Task ▸
Output the records that follow, with every character intact.

-- Input data follows --

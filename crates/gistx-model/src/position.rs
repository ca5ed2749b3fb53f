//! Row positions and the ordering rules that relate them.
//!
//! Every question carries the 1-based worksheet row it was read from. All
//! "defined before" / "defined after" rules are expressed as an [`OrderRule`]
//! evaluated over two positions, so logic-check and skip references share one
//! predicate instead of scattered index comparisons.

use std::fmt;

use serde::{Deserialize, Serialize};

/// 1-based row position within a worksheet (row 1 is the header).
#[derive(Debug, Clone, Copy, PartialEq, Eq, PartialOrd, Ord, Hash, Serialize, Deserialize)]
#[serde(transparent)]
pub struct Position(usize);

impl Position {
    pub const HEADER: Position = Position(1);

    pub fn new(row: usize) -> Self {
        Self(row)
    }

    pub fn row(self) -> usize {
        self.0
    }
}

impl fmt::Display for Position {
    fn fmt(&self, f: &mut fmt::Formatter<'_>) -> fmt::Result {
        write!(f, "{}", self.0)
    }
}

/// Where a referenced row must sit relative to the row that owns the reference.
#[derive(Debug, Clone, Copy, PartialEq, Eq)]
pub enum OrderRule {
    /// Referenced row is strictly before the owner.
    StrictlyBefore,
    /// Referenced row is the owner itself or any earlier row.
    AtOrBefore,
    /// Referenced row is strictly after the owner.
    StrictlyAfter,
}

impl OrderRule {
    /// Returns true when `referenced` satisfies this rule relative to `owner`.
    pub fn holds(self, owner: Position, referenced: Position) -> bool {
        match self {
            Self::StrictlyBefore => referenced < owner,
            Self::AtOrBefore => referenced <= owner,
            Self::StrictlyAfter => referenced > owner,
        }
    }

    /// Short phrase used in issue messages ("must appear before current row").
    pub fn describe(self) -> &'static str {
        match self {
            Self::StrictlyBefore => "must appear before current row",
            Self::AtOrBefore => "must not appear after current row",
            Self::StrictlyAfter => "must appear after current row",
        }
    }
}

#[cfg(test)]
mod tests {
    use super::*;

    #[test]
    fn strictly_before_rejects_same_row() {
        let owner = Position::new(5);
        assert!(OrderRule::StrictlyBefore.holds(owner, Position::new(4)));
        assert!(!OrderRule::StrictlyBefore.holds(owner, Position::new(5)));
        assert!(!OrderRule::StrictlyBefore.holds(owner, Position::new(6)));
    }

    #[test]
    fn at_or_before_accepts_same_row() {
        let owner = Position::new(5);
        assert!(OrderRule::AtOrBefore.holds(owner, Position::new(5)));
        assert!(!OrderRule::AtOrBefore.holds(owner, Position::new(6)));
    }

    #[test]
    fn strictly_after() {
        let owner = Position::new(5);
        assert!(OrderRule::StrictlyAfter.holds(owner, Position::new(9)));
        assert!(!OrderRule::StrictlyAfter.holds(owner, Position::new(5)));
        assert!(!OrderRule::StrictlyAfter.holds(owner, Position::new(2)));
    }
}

-- Input data concluded --

Expected answer ▸
filename crates/gistx-model/src/position.rs
repository ca5ed2749b3fb53f
//! Row positions and the ordering rules that relate them.
//!
//! Every question carries the 1-based worksheet row it was read from. All
//! "defined before" / "defined after" rules are expressed as an [`OrderRule`]
//! evaluated over two positions, so logic-check and skip references share one
//! predicate instead of scattered index comparisons.

use std::fmt;

use serde::{Deserialize, Serialize};

/// 1-based row position within a worksheet (row 1 is the header).
#[derive(Debug, Clone, Copy, PartialEq, Eq, PartialOrd, Ord, Hash, Serialize, Deserialize)]
#[serde(transparent)]
pub struct Position(usize);

impl Position {
    pub const HEADER: Position = Position(1);

    pub fn new(row: usize) -> Self {
        Self(row)
    }

    pub fn row(self) -> usize {
        self.0
    }
}

impl fmt::Display for Position {
    fn fmt(&self, f: &mut fmt::Formatter<'_>) -> fmt::Result {
        write!(f, "{}", self.0)
    }
}

/// Where a referenced row must sit relative to the row that owns the reference.
#[derive(Debug, Clone, Copy, PartialEq, Eq)]
pub enum OrderRule {
    /// Referenced row is strictly before the owner.
    StrictlyBefore,
    /// Referenced row is the owner itself or any earlier row.
    AtOrBefore,
    /// Referenced row is strictly after the owner.
    StrictlyAfter,
}

impl OrderRule {
    /// Returns true when `referenced` satisfies this rule relative to `owner`.
    pub fn holds(self, owner: Position, referenced: Position) -> bool {
        match self {
            Self::StrictlyBefore => referenced < owner,
            Self::AtOrBefore => referenced <= owner,
            Self::StrictlyAfter => referenced > owner,
        }
    }

    /// Short phrase used in issue messages ("must appear before current row").
    pub fn describe(self) -> &'static str {
        match self {
            Self::StrictlyBefore => "must appear before current row",
            Self::AtOrBefore => "must not appear after current row",
            Self::StrictlyAfter => "must appear after current row",
        }
    }
}

#[cfg(test)]
mod tests {
    use super::*;

    #[test]
    fn strictly_before_rejects_same_row() {
        let owner = Position::new(5);
        assert!(OrderRule::StrictlyBefore.holds(owner, Position::new(4)));
        assert!(!OrderRule::StrictlyBefore.holds(owner, Position::new(5)));
        assert!(!OrderRule::StrictlyBefore.holds(owner, Position::new(6)));
    }

    #[test]
    fn at_or_before_accepts_same_row() {
        let owner = Position::new(5);
        assert!(OrderRule::AtOrBefore.holds(owner, Position::new(5)));
        assert!(!OrderRule::AtOrBefore.holds(owner, Position::new(6)));
    }

    #[test]
    fn strictly_after() {
        let owner = Position::new(5);
        assert!(OrderRule::StrictlyAfter.holds(owner, Position::new(9)));
        assert!(!OrderRule::StrictlyAfter.holds(owner, Position::new(5)));
        assert!(!OrderRule::StrictlyAfter.holds(owner, Position::new(2)));
    }
}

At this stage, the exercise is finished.